(Saved entries)
>>>>>
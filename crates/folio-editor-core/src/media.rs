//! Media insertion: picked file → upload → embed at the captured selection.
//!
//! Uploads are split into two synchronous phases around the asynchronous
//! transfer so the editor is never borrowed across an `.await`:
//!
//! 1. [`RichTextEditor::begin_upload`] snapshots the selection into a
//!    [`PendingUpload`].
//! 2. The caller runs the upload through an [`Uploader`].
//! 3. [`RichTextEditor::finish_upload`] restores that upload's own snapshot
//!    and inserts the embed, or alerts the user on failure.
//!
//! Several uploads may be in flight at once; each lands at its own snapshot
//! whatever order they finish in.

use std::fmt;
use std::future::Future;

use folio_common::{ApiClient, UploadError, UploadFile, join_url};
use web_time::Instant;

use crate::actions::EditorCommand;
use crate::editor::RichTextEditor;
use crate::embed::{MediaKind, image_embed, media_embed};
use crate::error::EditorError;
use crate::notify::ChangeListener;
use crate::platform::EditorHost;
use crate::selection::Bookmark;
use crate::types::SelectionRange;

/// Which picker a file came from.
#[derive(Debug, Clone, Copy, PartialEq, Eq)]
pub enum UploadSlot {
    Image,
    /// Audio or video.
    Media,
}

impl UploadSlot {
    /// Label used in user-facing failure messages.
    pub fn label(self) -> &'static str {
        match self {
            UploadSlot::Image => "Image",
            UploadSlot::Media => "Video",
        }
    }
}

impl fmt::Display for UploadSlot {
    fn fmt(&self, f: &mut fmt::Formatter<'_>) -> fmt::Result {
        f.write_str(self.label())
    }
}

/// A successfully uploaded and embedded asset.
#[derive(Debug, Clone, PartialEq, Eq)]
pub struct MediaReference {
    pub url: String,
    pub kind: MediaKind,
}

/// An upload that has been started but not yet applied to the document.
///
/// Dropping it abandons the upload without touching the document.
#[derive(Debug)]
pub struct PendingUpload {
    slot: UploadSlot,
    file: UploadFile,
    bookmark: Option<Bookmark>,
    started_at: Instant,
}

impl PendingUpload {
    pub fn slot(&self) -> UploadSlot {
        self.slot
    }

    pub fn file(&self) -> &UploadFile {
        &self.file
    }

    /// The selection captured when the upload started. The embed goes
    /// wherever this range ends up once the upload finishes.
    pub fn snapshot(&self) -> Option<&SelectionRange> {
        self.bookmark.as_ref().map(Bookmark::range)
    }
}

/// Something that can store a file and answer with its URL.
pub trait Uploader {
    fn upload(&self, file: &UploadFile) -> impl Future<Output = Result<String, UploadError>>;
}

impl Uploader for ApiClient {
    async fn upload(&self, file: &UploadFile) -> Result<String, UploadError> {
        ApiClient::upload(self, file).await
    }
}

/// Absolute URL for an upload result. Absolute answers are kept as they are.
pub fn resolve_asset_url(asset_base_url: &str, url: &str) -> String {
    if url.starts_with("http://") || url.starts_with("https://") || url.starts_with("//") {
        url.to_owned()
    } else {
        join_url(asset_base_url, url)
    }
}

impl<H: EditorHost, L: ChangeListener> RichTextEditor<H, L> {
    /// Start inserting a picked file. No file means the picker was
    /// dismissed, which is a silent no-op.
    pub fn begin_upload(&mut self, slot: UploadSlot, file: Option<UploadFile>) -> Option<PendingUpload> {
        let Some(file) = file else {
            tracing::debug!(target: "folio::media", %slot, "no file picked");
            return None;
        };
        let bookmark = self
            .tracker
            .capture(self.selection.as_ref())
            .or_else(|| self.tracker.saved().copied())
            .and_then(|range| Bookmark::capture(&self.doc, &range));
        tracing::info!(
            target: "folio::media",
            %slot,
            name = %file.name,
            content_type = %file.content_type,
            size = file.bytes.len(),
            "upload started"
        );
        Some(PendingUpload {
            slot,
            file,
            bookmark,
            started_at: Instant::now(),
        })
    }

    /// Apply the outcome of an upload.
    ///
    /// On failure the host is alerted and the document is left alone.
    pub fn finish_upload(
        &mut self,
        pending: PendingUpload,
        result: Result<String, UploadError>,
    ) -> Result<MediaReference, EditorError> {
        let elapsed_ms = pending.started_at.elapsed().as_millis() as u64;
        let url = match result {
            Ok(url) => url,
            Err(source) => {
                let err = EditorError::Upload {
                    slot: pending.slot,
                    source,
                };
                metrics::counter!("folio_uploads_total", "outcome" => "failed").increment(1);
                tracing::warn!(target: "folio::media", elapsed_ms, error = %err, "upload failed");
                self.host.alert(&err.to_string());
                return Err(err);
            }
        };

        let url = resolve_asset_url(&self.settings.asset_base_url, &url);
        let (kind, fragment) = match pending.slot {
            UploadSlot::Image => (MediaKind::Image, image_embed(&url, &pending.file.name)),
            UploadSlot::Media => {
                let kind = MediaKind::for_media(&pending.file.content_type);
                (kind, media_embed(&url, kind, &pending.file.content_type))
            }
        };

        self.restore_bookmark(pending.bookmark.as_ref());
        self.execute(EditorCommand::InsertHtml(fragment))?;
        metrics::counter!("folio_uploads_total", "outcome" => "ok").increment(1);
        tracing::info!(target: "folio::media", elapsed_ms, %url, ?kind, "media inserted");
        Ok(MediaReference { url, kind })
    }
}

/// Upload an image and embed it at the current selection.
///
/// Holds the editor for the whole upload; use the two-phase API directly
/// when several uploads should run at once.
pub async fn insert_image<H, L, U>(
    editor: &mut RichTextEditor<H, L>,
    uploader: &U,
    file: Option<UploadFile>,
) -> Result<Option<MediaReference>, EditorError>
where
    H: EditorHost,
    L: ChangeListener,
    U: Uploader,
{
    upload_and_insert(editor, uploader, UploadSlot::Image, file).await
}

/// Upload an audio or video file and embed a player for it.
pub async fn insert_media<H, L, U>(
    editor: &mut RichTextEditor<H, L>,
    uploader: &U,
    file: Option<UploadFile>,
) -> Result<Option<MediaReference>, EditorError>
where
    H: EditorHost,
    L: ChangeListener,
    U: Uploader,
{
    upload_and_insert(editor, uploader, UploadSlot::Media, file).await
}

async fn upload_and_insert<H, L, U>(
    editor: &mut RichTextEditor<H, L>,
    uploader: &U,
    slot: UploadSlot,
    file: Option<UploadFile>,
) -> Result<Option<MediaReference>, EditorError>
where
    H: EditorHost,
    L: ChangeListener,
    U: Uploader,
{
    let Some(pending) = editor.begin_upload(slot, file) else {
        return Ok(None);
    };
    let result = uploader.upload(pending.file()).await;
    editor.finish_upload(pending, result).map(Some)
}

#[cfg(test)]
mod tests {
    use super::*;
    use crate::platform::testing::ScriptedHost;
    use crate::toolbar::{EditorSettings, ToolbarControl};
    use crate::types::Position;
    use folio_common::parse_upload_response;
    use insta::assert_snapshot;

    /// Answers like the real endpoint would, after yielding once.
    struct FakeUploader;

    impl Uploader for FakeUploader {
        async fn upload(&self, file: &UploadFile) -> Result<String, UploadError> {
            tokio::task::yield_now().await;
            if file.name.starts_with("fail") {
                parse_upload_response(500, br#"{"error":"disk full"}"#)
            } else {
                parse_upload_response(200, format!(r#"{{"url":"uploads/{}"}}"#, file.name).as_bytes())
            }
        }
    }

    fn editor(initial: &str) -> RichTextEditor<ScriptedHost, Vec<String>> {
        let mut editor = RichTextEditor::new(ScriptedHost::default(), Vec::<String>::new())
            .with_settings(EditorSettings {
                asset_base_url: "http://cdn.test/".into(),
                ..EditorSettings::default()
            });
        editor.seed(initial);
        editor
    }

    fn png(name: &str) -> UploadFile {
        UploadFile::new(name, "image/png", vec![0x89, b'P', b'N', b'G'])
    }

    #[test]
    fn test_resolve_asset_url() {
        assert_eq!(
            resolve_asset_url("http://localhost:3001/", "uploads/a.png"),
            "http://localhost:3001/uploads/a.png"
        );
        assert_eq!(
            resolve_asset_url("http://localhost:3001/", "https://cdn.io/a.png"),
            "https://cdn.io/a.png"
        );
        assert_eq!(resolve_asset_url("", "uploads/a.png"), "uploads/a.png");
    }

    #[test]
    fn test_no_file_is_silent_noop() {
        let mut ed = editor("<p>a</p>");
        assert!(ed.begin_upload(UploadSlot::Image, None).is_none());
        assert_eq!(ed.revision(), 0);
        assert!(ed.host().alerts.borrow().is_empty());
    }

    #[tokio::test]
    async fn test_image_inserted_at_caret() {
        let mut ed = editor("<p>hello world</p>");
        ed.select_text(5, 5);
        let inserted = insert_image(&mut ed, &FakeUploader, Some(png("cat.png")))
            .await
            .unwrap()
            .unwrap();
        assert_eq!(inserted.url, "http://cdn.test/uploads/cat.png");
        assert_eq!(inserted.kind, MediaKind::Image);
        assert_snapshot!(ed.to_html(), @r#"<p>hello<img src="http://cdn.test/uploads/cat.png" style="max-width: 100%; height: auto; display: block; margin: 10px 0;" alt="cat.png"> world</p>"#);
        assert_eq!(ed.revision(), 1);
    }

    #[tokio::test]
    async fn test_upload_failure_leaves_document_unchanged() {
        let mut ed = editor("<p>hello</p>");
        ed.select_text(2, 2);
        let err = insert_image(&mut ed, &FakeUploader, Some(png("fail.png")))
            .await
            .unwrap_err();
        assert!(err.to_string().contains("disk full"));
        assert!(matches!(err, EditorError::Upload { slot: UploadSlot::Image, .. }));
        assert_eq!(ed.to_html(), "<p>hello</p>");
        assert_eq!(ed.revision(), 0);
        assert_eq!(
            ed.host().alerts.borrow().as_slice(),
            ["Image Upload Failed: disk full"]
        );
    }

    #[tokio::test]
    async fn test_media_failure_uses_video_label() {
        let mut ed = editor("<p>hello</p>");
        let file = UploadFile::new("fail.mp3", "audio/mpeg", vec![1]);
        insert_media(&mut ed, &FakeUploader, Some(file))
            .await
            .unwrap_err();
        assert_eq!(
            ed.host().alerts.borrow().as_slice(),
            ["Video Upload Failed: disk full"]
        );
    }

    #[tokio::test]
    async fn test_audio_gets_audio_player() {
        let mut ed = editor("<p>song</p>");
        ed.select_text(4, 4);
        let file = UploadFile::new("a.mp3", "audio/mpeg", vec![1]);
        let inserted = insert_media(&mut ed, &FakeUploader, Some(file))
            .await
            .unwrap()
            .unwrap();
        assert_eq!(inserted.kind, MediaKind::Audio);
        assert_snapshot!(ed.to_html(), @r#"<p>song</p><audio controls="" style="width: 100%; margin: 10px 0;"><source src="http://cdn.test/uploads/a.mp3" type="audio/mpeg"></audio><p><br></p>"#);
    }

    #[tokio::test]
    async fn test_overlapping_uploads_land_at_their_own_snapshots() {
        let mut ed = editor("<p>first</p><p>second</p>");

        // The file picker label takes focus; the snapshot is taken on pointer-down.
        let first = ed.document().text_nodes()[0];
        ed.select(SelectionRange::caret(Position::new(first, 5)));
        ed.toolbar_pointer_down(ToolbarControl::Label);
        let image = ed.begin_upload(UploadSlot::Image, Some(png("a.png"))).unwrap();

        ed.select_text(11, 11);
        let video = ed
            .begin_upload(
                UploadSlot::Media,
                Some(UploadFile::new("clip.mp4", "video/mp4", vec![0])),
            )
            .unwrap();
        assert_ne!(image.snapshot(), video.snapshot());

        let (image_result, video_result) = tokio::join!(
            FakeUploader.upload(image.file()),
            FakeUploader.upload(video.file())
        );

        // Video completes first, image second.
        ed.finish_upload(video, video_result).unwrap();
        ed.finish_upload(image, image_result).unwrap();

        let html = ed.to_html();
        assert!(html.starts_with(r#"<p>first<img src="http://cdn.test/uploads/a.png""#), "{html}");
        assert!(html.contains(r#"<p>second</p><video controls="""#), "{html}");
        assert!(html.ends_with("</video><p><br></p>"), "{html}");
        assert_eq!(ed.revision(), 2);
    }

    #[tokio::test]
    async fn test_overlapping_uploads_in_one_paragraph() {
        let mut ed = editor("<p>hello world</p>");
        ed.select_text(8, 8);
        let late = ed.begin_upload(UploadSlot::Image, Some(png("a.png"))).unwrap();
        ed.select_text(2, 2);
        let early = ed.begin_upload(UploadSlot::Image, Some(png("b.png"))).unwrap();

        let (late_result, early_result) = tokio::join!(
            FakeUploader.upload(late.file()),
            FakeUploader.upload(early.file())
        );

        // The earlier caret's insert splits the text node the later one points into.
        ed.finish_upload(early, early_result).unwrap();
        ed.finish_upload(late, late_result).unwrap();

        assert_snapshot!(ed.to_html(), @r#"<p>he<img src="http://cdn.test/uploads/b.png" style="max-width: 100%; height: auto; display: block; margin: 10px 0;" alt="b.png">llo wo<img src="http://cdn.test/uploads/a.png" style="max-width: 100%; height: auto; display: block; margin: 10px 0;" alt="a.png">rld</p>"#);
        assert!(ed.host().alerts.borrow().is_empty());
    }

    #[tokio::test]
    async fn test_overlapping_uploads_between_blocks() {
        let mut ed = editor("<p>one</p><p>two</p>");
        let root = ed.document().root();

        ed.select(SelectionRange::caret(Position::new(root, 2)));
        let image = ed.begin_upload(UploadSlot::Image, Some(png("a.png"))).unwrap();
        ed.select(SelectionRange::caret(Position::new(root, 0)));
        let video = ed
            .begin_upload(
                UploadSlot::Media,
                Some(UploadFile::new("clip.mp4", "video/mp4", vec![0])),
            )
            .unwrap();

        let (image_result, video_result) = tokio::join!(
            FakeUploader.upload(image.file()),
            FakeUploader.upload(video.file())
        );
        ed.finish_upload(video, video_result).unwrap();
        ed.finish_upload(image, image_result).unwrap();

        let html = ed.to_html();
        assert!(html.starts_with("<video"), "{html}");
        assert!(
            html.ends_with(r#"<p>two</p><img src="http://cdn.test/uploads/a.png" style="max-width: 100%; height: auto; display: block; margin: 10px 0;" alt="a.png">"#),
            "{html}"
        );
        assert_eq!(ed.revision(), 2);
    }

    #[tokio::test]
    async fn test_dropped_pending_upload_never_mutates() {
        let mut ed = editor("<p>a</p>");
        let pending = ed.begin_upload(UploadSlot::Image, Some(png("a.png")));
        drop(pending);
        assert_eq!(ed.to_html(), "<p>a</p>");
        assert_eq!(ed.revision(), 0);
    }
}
<<<<<
= EXERCISE OBJECTIVE =
Each line of the records, from the opening one through the line holding "user on failure.", should be restated word for word, with nothing else in the answer.

= WRITTEN SOLUTION =
filename crates/folio-editor-core/src/media.rs
//! Media insertion: picked file → upload → embed at the captured selection.
//!
//! Uploads are split into two synchronous phases around the asynchronous
//! transfer so the editor is never borrowed across an `.await`:
//!
//! 1. [`RichTextEditor::begin_upload`] snapshots the selection into a
//!    [`PendingUpload`].
//! 2. The caller runs the upload through an [`Uploader`].
//! 3. [`RichTextEditor::finish_upload`] restores that upload's own snapshot
//!    and inserts the embed, or alerts the user on failure.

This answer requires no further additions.